Santi Marcellino e Pietro vissero nel Quarto Secolo. Il primo fu un sacerdote, il secondo un esorcista. Subirono il martirio durante la persecuzione di Diocleziano. Morirono a Roma, in località Torpignattara, sulla via Casilina.
Le notizie relative alla vita dei due Santi le ricaviamo dall’agiografia prodotta da Papa Damaso I (366-384). L’agiografia ci dice che i giudici ordinarono che i due martiri fossero decapitati in una folta selva all’oscuro, cosicché i loro sepolcri restassero sconosciuti. Marcellino e Pietro, dunque, scavarono la tomba con le proprie mani e subirono il martirio, a causa della persecuzione di Diocleziano.
Dopo aver subito il martirio, i corpi dei due martiri furono effettivamente lasciati in loco e ignorati. Quando la pia matrona Lucilla venne a conoscenza dell’accaduto, si occupò personalmente di far trasferire i due Santi e di farli seppellire altrove. La matrona fece spostare i due Santi nelle catacombe Ad Duas Lauros (oggi catacombe di Marcellino e Pietro, a Torpignattara).
Sul luogo di culto fu eretta una basilica intitolata ai due martiri, la quale porta il nome di Basilica dei Santi Marcellino e Pietro. Successivamente la basilica è divenuta sede di titolo cardinalizio. Papa Damaso pose un carme sul loro sepolcro. Tuttavia i Goti distrussero il carme, ma Papa Virgilio lo rifece e inserì i nomi dei due martiri nel Canone della Messa.

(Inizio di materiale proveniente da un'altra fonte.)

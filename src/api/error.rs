use axum::{
    http::StatusCode,
    response::{IntoResponse, Response},
    Json,
};
use serde::{Deserialize, Serialize};
use thiserror::Error;

use crate::core::task::TaskId;
use crate::error::{CycleError, ValidationError};
use crate::Error;

#[derive(Debug, Error)]
pub enum ApiError {
    #[error(transparent)]
    Validation(#[from] ValidationError),
    #[error(transparent)]
    Cycle(#[from] CycleError),
    #[error("{0}")]
    NotFound(String),
    #[error("{0}")]
    Internal(String),
}

/// JSON body of every error response.
#[derive(Debug, Clone, PartialEq, Eq, Serialize, Deserialize)]
pub struct ErrorBody {
    pub error: String,
    pub message: String,
    #[serde(default)]
    pub task_ids: Vec<TaskId>,
}

impl From<Error> for ApiError {
    fn from(err: Error) -> Self {
        match err {
            Error::Validation(e) => ApiError::Validation(e),
            Error::Cycle(e) => ApiError::Cycle(e),
            Error::WorkflowNotFound(id) => ApiError::NotFound(format!("Workflow not found: {}", id)),
            other => ApiError::Internal(other.to_string()),
        }
    }
}

impl IntoResponse for ApiError {
    fn into_response(self) -> Response {
        let (status_code, error_type) = match &self {
            ApiError::Validation(_) => (StatusCode::BAD_REQUEST, "validation"),
            ApiError::Cycle(_) => (StatusCode::BAD_REQUEST, "cycle"),
            ApiError::NotFound(_) => (StatusCode::NOT_FOUND, "not_found"),
            ApiError::Internal(_) => (StatusCode::INTERNAL_SERVER_ERROR, "internal"),
        };

        let task_ids = match &self {
            ApiError::Validation(e) => e.task_ids(),
            // The reported task lies on the cycle; list it first.
            ApiError::Cycle(e) => {
                let mut ids = vec![e.task.clone()];
                ids.extend(e.cycle.iter().filter(|id| **id != e.task).cloned());
                ids
            }
            _ => Vec::new(),
        };

        if status_code.is_server_error() {
            tracing::error!(error = %self, "request failed");
        }

        let body = ErrorBody {
            error: error_type.to_string(),
            message: self.to_string(),
            task_ids,
        };
        (status_code, Json(body)).into_response()
    }
}
//! Task DAG (Directed Acyclic Graph) for dependency management.
//!
//! This module provides the TaskDAG structure that represents task dependencies
//! as a directed graph, enabling parallel execution of independent tasks.
//! Edges point from a dependency to its dependent.

use crate::core::task::TaskId;
use crate::core::workflow::Workflow;
use petgraph::graph::{DiGraph, NodeIndex};
use std::collections::HashMap;

/// The task dependency graph.
///
/// TaskDAG uses petgraph's DiGraph to represent task dependencies.
/// Nodes are task ids in declaration order. Construction does not reject
/// cycles; that is the resolver's job.
pub struct TaskDAG {
    /// The underlying directed graph.
    graph: DiGraph<TaskId, ()>,
    /// Index mapping from TaskId to NodeIndex for fast lookups.
    task_index: HashMap<TaskId, NodeIndex>,
}

impl TaskDAG {
    /// Create a new empty TaskDAG.
    pub fn new() -> Self {
        Self {
            graph: DiGraph::new(),
            task_index: HashMap::new(),
        }
    }

    /// Build the graph for a validated workflow.
    pub fn from_workflow(workflow: &Workflow) -> Self {
        let mut dag = Self::new();
        for task in workflow.tasks() {
            dag.add_task(task.id.clone());
        }
        for task in workflow.tasks() {
            for dep in &task.depends_on {
                // Workflow validation guarantees both ends exist.
                dag.add_dependency(dep, &task.id);
            }
        }
        dag
    }

    /// Add a task to the DAG.
    ///
    /// If the task already exists, returns the existing NodeIndex.
    pub fn add_task(&mut self, id: TaskId) -> NodeIndex {
        if let Some(&index) = self.task_index.get(&id) {
            return index;
        }

        let index = self.graph.add_node(id.clone());
        self.task_index.insert(id, index);
        index
    }

    /// Record that `from` must succeed before `to` can start.
    ///
    /// Returns `false` if either task is unknown or the edge already exists.
    pub fn add_dependency(&mut self, from: &TaskId, to: &TaskId) -> bool {
        match (self.task_index.get(from), self.task_index.get(to)) {
            (Some(&from_idx), Some(&to_idx)) => {
                if self.graph.find_edge(from_idx, to_idx).is_some() {
                    return false;
                }
                self.graph.add_edge(from_idx, to_idx, ());
                true
            }
            _ => false,
        }
    }

    /// Task id stored at a node.
    pub fn task_id(&self, index: NodeIndex) -> Option<&TaskId> {
        self.graph.node_weight(index)
    }

    /// Get the number of tasks in the DAG.
    pub fn task_count(&self) -> usize {
        self.graph.node_count()
    }

    /// Get the number of dependencies (edges) in the DAG.
    pub fn dependency_count(&self) -> usize {
        self.graph.edge_count()
    }

    /// Get the underlying graph for advanced operations.
    pub fn graph(&self) -> &DiGraph<TaskId, ()> {
        &self.graph
    }
}

impl Default for TaskDAG {
    fn default() -> Self {
        Self::new()
    }
}

impl std::fmt::Debug for TaskDAG {
    fn fmt(&self, f: &mut std::fmt::Formatter<'_>) -> std::fmt::Result {
        f.debug_struct("TaskDAG")
            .field("tasks", &self.task_count())
            .field("dependencies", &self.dependency_count())
            .finish()
    }
}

Papa Gregorio IV inviò le reliquie dei due Santi in Francia. Successivamente furono traslate a Seligenstadt, in Germania. Fu Eginardo a trasportarle. Di lui sappiamo che era consigliere di Carlo Magno e autore dell’opera De Translatione et miraculis sanctorum Marcellini et Petri (La traslazione ed i miracoli dei Santi Marcellino e Pietro). Alcune delle reliquie dei Santi erano rimaste a Roma.
Marcellino e Pietro morirono a Roma nel 304. Ebbero grande popolarità nei primi secoli del cristianesimo, infatti i loro nomi sono presenti in una delle più antiche preghiere eucaristiche. La preghiera risale a Papa Virgilio (357-555). L’iconografia rappresenta i due Santi come uomini di mezza età e con in mano un rotolo o una corona. Nelle catacombe a loro denominate sono rappresentati dall’affresco con il nome, senza aureola e accanto all’Agnello. La Chiesa li ricorda il 2 giugno.